__Supplied data__:
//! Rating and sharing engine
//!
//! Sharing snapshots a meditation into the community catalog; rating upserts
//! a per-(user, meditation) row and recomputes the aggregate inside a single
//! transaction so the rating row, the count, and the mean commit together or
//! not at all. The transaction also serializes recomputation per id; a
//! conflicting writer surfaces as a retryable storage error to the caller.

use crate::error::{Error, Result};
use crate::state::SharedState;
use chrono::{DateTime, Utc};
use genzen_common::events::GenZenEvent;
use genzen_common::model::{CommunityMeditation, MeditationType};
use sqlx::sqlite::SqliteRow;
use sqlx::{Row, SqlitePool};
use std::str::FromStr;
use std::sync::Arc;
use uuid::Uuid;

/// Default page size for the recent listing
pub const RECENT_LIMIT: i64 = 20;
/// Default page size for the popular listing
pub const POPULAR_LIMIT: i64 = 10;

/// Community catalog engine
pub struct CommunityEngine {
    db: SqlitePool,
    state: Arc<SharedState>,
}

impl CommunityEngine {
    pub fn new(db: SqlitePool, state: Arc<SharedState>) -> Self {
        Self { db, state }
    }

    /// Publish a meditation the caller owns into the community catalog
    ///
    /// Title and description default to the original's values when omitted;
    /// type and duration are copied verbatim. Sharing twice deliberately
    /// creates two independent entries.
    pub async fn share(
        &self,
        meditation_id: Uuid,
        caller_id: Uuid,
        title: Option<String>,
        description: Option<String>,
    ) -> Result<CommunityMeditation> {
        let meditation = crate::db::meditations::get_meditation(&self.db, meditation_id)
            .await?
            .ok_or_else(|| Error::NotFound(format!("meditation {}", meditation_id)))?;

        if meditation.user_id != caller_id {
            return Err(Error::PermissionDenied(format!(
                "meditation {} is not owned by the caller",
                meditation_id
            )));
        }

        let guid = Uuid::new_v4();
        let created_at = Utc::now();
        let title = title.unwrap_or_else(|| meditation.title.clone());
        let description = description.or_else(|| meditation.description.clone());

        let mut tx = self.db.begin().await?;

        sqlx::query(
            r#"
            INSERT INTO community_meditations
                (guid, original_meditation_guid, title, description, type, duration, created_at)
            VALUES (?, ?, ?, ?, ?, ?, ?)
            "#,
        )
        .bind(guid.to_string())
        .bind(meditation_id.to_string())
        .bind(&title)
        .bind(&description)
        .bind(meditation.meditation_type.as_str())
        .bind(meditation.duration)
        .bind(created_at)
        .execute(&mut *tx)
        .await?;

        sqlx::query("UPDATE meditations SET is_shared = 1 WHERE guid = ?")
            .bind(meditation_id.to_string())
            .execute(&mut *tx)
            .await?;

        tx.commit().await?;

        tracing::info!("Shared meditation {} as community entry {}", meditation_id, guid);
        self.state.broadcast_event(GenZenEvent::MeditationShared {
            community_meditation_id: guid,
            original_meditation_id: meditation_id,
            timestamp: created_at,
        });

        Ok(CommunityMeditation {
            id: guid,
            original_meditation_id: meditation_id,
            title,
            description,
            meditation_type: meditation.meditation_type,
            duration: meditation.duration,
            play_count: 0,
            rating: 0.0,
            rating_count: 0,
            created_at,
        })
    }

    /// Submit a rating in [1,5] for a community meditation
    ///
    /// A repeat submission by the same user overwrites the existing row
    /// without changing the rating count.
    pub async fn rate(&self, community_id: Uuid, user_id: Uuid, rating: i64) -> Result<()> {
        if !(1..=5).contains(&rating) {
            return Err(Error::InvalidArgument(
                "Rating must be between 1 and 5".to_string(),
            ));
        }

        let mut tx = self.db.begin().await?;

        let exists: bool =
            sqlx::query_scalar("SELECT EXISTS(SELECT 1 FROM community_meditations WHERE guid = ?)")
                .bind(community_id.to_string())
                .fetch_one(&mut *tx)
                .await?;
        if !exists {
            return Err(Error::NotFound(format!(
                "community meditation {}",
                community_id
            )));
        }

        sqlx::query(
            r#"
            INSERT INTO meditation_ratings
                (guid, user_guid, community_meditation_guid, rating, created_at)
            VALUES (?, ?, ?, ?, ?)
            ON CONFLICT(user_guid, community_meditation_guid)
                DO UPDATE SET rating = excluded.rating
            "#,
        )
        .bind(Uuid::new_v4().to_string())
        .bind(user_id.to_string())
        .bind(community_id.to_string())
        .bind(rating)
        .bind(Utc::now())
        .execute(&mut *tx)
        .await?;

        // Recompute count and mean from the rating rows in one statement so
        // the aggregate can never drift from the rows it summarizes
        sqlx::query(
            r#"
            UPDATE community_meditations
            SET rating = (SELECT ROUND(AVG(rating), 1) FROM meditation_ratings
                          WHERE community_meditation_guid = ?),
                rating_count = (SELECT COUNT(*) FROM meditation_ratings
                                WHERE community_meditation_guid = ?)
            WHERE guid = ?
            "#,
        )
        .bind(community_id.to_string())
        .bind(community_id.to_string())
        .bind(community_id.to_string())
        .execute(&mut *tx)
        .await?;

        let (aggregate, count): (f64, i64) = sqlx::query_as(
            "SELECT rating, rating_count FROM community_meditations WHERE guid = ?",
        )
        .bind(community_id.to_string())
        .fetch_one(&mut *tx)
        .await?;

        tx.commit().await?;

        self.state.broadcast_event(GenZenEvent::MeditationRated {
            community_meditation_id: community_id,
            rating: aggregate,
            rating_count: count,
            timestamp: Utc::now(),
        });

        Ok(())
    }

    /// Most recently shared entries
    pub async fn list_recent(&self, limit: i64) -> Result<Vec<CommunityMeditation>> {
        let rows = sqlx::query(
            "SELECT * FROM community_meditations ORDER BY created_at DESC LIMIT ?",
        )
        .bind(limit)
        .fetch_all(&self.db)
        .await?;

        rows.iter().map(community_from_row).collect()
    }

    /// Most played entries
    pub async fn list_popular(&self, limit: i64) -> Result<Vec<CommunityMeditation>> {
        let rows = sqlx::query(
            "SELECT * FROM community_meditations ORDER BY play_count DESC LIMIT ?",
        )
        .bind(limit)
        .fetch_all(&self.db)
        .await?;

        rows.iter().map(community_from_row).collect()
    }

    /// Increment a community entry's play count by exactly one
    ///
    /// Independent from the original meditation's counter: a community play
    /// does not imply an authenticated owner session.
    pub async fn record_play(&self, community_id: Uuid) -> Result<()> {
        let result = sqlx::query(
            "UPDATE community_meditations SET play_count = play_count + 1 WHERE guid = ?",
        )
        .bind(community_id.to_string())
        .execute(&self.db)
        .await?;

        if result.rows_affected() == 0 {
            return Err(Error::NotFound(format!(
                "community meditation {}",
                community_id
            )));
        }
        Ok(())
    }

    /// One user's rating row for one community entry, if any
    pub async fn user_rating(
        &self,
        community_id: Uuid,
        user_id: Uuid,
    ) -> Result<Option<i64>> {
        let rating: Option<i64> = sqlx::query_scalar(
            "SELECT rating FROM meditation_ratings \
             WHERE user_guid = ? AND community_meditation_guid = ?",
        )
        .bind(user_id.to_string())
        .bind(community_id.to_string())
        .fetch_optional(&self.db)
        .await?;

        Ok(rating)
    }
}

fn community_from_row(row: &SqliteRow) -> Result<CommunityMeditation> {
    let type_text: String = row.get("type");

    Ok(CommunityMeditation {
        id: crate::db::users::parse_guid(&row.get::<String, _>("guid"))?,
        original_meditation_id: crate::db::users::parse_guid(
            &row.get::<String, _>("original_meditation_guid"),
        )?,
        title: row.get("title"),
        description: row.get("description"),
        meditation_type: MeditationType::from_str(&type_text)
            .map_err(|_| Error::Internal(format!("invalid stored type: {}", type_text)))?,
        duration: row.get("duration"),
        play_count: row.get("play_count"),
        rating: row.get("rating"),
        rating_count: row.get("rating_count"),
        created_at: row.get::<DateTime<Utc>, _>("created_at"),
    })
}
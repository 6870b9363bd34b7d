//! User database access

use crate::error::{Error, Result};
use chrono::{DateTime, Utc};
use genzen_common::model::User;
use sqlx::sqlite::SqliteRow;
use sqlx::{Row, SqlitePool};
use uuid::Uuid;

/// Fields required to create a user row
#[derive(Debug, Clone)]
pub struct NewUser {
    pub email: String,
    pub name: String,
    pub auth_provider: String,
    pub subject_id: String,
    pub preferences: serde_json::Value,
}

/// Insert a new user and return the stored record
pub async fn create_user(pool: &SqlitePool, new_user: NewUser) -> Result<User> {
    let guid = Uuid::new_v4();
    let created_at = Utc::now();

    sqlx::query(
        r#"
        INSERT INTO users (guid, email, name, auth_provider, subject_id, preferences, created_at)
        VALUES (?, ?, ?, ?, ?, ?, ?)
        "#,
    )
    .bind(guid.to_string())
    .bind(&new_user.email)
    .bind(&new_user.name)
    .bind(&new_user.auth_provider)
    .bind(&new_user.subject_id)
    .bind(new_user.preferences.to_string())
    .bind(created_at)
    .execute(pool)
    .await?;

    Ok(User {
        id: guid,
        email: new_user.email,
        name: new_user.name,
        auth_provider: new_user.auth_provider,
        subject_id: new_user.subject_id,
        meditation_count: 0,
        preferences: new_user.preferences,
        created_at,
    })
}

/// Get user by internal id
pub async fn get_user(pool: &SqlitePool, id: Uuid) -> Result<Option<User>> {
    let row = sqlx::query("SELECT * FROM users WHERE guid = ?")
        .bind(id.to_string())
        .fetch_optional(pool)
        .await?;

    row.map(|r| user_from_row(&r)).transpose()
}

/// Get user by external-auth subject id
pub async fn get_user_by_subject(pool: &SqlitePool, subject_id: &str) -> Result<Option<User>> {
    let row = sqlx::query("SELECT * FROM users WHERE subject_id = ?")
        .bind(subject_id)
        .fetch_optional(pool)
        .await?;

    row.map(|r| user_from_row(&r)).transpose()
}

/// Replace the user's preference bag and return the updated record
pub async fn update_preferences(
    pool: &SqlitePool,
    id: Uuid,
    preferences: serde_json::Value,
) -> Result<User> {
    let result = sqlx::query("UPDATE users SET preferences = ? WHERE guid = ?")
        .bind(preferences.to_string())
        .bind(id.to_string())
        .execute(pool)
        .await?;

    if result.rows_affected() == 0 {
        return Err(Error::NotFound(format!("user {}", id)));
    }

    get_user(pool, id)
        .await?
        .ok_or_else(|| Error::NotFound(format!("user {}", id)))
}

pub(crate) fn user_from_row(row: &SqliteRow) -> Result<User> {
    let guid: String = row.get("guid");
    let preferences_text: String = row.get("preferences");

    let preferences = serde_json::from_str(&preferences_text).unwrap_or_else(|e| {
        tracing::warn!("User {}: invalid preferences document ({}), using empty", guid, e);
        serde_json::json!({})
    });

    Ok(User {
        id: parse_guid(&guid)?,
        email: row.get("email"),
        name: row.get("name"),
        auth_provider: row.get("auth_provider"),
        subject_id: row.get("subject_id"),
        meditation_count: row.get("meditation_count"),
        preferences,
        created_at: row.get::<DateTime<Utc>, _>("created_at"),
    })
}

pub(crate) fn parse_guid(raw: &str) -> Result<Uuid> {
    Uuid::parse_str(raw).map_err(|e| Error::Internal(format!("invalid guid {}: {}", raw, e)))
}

__Exercise brief__:
What are the lines above that hold the string "GenZenEvent"? Copy them.

__Output of the task__:
use genzen_common::events::GenZenEvent;
        self.state.broadcast_event(GenZenEvent::MeditationShared {
        self.state.broadcast_event(GenZenEvent::MeditationRated {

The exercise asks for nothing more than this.